# THE INPUT:
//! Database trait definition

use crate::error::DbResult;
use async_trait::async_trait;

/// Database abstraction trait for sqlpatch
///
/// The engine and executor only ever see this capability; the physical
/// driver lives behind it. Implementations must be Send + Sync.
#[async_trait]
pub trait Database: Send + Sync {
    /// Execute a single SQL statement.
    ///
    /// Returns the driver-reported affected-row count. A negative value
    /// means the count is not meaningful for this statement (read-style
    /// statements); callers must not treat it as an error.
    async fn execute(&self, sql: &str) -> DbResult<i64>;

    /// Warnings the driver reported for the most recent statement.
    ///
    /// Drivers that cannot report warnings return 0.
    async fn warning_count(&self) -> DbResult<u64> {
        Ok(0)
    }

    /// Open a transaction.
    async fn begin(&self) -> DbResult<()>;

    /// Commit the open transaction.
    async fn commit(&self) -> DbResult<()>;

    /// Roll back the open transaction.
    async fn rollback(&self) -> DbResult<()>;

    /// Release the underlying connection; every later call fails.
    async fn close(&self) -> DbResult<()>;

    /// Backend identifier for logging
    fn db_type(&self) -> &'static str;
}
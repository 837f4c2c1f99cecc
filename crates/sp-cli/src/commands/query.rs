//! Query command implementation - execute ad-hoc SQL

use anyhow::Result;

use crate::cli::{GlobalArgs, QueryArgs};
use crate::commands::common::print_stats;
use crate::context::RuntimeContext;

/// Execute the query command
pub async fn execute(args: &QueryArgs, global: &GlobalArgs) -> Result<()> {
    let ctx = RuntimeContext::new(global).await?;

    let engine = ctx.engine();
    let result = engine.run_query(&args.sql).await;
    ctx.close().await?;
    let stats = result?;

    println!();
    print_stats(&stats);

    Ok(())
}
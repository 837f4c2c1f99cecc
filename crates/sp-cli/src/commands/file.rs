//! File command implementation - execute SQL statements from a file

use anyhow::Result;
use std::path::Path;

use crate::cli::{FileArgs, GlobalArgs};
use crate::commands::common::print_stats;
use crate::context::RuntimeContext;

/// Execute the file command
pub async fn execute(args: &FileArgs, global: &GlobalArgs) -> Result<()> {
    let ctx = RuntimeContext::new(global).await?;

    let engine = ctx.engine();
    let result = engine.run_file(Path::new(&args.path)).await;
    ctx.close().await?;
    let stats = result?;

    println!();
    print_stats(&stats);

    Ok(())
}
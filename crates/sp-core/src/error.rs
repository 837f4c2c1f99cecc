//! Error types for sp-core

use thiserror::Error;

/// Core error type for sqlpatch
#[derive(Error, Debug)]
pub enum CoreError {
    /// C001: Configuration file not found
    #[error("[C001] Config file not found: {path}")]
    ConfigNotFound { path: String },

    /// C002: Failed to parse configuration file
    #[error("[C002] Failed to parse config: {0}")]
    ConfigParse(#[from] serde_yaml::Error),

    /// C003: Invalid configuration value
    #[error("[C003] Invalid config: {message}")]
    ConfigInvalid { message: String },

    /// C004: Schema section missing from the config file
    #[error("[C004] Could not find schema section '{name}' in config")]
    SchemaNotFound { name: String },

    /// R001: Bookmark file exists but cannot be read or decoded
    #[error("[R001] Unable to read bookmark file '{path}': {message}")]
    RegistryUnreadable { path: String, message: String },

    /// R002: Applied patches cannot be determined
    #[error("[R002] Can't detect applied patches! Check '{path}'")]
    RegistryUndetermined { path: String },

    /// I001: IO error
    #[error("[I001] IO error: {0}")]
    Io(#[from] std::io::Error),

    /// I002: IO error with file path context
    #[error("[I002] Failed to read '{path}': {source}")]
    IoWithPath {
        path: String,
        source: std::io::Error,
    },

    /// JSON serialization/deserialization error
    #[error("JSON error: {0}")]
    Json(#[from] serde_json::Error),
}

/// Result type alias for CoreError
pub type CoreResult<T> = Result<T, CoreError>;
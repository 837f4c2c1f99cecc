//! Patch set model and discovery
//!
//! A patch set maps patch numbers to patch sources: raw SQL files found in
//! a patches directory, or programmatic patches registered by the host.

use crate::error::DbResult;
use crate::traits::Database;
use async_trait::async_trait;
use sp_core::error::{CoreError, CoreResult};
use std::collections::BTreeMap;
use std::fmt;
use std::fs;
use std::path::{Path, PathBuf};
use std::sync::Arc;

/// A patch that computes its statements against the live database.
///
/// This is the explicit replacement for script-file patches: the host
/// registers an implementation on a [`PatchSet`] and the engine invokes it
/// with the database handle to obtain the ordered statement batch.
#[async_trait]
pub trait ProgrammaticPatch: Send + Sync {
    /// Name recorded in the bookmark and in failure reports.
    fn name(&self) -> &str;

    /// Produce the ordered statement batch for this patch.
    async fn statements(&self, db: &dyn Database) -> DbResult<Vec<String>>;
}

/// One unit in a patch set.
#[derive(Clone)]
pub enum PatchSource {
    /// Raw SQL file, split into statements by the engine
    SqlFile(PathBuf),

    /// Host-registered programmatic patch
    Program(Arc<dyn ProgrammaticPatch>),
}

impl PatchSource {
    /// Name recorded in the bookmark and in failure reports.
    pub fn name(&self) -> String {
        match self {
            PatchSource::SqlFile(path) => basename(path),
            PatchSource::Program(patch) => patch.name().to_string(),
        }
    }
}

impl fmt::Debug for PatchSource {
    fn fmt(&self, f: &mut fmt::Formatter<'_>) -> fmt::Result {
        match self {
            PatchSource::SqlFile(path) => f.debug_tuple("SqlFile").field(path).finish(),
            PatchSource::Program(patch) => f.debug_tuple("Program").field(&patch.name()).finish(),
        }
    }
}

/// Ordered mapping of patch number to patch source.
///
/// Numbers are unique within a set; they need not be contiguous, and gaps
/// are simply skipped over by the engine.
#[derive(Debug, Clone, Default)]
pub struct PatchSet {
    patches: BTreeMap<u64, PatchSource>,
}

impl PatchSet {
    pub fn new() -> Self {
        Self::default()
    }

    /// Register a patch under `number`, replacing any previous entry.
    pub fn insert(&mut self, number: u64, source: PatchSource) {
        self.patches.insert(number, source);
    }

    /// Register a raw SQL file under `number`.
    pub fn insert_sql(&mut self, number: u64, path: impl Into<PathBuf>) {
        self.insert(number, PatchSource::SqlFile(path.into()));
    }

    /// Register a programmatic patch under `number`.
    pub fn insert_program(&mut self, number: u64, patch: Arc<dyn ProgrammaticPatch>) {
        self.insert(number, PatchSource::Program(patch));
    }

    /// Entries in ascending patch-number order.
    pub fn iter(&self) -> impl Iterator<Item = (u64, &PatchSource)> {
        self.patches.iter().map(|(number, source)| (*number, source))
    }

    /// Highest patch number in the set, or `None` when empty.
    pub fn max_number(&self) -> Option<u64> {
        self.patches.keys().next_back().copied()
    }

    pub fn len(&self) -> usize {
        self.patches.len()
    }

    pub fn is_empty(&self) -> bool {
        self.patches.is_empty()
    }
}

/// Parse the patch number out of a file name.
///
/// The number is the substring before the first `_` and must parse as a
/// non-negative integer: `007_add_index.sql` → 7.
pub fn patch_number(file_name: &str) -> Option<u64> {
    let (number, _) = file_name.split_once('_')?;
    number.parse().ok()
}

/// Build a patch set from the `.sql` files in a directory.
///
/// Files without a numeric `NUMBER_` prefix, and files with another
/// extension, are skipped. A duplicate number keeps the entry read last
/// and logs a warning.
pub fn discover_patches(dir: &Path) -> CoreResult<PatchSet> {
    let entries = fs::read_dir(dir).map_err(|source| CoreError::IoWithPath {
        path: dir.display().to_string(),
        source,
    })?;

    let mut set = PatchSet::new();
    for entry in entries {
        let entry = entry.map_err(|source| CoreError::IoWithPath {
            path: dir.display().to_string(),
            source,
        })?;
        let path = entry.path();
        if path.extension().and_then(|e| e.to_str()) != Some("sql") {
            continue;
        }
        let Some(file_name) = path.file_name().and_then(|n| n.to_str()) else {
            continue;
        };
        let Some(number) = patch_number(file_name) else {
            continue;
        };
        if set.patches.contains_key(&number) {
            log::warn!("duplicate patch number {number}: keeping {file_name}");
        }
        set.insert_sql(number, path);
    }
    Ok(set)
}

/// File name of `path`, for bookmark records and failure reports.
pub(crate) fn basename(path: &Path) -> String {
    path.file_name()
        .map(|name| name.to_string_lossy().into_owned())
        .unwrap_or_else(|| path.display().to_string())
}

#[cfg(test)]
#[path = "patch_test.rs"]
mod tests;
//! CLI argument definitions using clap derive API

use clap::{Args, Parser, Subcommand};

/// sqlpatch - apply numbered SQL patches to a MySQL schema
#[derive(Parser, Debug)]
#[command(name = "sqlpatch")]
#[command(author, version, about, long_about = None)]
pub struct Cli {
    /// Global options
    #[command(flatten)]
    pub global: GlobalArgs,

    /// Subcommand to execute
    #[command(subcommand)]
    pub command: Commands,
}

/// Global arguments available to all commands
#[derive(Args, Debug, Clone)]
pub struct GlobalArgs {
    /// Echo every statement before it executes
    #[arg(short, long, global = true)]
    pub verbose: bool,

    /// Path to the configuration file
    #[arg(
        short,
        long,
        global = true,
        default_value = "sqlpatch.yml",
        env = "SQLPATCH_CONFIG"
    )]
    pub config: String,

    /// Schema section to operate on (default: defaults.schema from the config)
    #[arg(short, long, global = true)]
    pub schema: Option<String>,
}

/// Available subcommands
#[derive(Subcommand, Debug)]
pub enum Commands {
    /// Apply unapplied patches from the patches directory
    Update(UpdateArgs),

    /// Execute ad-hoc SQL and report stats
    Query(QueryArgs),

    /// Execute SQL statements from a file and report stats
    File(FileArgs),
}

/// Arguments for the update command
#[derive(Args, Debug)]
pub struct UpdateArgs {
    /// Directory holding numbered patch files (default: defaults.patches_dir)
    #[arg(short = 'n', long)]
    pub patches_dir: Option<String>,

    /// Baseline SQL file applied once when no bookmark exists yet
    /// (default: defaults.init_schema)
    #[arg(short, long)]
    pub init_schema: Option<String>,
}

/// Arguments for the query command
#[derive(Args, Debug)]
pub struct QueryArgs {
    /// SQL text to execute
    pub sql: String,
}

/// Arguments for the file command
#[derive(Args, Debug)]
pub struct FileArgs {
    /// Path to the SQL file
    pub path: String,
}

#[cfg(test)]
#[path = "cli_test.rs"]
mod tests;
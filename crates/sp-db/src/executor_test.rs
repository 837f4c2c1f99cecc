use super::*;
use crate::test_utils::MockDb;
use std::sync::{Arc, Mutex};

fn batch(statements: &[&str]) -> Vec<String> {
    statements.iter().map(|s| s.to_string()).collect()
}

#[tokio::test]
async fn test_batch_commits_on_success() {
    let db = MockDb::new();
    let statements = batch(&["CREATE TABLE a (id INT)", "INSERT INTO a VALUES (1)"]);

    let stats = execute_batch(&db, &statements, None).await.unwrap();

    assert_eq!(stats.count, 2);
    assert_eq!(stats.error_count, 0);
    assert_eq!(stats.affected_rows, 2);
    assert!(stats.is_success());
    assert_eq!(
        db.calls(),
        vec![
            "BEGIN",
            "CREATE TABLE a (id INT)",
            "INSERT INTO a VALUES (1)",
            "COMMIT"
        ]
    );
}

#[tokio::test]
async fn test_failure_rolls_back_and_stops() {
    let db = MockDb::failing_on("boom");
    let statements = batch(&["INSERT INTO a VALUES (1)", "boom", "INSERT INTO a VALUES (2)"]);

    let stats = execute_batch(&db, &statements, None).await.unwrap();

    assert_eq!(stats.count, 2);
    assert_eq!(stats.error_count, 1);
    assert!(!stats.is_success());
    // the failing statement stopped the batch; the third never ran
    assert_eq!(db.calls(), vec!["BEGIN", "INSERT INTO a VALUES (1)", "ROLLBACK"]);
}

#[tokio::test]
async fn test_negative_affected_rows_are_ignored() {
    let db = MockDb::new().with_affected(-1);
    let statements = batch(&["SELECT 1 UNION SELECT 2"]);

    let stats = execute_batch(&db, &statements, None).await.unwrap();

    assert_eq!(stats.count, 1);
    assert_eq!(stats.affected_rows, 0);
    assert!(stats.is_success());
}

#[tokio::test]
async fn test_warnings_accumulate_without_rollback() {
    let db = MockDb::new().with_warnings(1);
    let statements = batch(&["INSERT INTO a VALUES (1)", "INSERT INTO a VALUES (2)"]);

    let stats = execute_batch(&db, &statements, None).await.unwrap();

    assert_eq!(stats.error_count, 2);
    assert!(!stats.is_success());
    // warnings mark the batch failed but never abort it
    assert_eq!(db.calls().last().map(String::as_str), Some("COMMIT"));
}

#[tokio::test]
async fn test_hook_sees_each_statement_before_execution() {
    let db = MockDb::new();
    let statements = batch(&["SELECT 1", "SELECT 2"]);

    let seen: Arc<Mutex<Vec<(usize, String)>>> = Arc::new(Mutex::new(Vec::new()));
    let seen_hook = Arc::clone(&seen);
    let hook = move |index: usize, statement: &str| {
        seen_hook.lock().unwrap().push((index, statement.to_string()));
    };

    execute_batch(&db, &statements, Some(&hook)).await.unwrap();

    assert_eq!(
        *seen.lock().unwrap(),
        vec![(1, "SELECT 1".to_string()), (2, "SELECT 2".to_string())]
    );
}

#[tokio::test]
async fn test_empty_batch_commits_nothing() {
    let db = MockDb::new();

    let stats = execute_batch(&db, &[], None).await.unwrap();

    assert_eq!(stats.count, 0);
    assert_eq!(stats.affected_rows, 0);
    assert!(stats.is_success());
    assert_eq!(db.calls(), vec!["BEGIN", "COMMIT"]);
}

# WHAT THE EXERCISE ASKS:
Reprint the data above from the opening line to the line holding "Commit the open transaction.", inclusive, and nothing else.

# TASK ANSWER:
//! Database trait definition

use crate::error::DbResult;
use async_trait::async_trait;

/// Database abstraction trait for sqlpatch
///
/// The engine and executor only ever see this capability; the physical
/// driver lives behind it. Implementations must be Send + Sync.
#[async_trait]
pub trait Database: Send + Sync {
    /// Execute a single SQL statement.
    ///
    /// Returns the driver-reported affected-row count. A negative value
    /// means the count is not meaningful for this statement (read-style
    /// statements); callers must not treat it as an error.
    async fn execute(&self, sql: &str) -> DbResult<i64>;

    /// Warnings the driver reported for the most recent statement.
    ///
    /// Drivers that cannot report warnings return 0.
    async fn warning_count(&self) -> DbResult<u64> {
        Ok(0)
    }

    /// Open a transaction.
    async fn begin(&self) -> DbResult<()>;

    /// Commit the open transaction.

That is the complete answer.